Stored data entries
★ ★ ★
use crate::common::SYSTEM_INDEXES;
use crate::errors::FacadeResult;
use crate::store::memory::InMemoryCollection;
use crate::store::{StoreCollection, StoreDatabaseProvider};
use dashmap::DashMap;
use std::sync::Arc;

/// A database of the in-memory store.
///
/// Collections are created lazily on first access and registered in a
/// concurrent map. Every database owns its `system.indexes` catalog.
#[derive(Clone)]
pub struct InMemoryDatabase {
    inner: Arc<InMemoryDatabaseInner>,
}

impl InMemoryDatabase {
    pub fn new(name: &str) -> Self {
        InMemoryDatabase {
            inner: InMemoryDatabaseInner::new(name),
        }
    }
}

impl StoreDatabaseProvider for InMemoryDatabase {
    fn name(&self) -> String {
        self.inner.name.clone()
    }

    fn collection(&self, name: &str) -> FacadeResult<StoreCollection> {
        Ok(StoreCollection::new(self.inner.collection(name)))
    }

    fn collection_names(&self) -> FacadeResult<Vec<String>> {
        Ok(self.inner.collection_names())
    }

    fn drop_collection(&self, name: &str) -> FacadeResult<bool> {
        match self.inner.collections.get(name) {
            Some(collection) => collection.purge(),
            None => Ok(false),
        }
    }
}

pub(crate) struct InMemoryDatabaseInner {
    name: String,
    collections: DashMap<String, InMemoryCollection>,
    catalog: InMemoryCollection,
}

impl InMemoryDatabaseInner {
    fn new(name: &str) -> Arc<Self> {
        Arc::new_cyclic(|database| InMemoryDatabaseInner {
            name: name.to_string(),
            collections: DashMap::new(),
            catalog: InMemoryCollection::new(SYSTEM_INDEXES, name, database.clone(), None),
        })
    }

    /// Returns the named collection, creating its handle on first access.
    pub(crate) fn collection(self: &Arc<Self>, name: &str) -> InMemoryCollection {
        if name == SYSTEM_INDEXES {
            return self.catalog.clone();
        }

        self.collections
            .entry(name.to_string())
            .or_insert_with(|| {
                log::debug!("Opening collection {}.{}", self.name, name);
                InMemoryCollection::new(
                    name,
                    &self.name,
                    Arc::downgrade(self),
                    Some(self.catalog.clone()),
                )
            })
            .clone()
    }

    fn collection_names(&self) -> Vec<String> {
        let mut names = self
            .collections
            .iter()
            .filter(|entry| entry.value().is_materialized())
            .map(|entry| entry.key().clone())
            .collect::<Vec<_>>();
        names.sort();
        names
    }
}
★ ★ ★
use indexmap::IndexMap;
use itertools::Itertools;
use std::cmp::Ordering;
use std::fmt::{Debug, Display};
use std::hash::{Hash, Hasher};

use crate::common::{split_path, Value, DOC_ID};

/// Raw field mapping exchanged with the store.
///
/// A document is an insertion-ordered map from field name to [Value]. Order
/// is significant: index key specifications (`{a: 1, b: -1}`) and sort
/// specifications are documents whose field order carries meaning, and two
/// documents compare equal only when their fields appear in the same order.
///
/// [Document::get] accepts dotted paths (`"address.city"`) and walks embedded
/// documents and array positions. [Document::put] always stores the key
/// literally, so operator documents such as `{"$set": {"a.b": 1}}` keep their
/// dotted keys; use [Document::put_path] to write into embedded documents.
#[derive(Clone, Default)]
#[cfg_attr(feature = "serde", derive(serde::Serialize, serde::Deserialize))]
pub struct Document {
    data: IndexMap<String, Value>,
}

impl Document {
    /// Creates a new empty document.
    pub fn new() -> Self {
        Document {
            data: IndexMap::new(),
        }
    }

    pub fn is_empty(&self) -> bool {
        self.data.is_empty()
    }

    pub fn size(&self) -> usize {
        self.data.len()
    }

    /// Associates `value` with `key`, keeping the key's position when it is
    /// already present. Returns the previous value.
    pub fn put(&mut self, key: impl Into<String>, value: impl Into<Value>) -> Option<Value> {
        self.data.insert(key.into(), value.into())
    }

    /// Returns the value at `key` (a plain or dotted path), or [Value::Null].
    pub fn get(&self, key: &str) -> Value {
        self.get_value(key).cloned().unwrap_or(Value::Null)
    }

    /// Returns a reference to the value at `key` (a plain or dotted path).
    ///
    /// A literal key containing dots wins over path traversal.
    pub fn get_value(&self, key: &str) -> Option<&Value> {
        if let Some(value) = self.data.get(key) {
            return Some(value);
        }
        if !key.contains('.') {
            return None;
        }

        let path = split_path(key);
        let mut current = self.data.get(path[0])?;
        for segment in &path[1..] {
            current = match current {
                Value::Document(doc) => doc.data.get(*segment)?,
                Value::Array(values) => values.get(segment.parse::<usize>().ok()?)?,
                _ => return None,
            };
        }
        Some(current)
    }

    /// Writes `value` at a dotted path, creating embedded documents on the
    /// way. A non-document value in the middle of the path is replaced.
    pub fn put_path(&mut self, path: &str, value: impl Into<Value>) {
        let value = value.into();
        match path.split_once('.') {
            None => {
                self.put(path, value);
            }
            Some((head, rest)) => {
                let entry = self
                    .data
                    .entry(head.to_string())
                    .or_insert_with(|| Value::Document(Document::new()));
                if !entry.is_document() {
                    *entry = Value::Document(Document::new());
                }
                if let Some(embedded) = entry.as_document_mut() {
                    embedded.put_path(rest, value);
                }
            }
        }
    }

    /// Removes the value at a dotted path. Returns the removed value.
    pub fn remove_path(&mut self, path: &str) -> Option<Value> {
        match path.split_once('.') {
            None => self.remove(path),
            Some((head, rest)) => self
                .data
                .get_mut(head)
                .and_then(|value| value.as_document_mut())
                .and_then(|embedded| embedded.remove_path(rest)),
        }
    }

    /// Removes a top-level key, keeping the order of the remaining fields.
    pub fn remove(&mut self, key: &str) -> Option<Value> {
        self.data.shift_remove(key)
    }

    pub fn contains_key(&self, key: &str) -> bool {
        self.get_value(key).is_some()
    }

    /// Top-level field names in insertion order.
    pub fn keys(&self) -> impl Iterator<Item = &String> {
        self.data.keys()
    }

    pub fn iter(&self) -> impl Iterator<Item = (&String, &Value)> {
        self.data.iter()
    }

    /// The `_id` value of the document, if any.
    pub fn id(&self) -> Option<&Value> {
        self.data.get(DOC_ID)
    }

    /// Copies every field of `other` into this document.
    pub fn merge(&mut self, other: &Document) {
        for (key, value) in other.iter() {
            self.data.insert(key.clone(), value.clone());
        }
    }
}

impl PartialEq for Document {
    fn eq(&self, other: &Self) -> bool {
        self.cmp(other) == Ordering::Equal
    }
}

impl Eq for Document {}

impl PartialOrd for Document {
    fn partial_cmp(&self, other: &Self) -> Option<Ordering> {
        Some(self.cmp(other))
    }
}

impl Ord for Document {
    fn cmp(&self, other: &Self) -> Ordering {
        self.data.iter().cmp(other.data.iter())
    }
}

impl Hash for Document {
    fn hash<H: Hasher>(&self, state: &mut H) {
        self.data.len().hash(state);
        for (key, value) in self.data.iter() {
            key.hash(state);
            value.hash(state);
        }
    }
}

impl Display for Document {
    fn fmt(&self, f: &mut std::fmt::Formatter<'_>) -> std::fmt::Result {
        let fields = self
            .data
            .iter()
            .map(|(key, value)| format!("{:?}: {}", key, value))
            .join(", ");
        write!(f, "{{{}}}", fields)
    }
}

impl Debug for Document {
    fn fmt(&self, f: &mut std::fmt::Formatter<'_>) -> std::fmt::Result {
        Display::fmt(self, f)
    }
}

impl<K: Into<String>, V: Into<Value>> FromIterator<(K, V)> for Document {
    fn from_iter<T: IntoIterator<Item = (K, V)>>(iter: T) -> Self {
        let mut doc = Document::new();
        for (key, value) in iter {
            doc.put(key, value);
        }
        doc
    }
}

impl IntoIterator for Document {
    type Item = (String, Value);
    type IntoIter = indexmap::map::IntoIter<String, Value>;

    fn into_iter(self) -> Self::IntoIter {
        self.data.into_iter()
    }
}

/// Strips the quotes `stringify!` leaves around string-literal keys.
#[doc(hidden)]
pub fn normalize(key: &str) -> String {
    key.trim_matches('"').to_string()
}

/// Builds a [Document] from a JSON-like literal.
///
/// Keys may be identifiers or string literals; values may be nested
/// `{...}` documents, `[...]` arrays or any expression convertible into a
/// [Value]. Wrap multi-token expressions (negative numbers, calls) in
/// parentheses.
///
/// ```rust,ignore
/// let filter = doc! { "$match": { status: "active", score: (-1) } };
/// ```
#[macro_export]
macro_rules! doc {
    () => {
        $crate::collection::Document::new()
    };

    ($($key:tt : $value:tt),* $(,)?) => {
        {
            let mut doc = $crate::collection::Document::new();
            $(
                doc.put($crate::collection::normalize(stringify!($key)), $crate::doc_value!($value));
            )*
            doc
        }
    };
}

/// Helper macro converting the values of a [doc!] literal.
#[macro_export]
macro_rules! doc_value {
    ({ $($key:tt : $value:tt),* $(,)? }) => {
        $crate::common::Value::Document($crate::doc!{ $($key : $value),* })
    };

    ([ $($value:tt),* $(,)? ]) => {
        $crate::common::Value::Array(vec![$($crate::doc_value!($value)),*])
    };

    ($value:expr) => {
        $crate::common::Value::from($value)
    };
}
★ ★ ★
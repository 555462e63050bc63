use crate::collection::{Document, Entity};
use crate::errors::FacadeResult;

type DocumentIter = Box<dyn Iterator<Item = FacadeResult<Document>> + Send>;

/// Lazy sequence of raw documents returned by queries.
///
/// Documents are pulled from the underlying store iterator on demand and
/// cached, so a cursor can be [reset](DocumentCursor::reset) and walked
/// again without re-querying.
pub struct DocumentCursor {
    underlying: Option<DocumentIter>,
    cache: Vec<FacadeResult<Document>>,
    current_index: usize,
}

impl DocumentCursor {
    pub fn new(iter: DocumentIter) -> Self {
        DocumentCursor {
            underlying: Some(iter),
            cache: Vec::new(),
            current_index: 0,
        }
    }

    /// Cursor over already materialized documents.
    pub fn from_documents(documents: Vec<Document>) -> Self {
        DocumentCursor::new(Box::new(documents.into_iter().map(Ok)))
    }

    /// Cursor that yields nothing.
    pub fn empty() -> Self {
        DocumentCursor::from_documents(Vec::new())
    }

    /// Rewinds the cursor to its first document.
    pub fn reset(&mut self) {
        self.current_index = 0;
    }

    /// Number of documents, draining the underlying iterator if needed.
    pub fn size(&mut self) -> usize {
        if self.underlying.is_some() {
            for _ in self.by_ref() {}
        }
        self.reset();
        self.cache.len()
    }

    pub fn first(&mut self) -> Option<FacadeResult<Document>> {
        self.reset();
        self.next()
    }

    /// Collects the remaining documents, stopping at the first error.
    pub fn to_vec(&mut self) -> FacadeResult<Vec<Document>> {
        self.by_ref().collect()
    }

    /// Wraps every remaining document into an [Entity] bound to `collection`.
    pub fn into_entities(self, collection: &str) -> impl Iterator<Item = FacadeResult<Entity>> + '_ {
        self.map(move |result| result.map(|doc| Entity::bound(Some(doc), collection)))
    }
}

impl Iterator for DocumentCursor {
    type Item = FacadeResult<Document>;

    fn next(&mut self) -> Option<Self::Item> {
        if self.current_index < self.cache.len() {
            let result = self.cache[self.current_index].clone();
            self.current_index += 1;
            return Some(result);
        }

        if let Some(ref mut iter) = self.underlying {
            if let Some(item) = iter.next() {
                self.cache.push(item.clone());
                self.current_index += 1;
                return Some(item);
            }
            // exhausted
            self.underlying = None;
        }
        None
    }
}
★ ★ ★
ABOUT THIS EXERCISE
All that belongs in the answer is the run of lines above from the line containing "use crate::common::SYSTEM_INDEXES;" through the line containing "fn drop_collection(&self, name: &str)", exactly as written.

REPLY
use crate::common::SYSTEM_INDEXES;
use crate::errors::FacadeResult;
use crate::store::memory::InMemoryCollection;
use crate::store::{StoreCollection, StoreDatabaseProvider};
use dashmap::DashMap;
use std::sync::Arc;

/// A database of the in-memory store.
///
/// Collections are created lazily on first access and registered in a
/// concurrent map. Every database owns its `system.indexes` catalog.
#[derive(Clone)]
pub struct InMemoryDatabase {
    inner: Arc<InMemoryDatabaseInner>,
}

impl InMemoryDatabase {
    pub fn new(name: &str) -> Self {
        InMemoryDatabase {
            inner: InMemoryDatabaseInner::new(name),
        }
    }
}

impl StoreDatabaseProvider for InMemoryDatabase {
    fn name(&self) -> String {
        self.inner.name.clone()
    }

    fn collection(&self, name: &str) -> FacadeResult<StoreCollection> {
        Ok(StoreCollection::new(self.inner.collection(name)))
    }

    fn collection_names(&self) -> FacadeResult<Vec<String>> {
        Ok(self.inner.collection_names())
    }

    fn drop_collection(&self, name: &str) -> FacadeResult<bool> {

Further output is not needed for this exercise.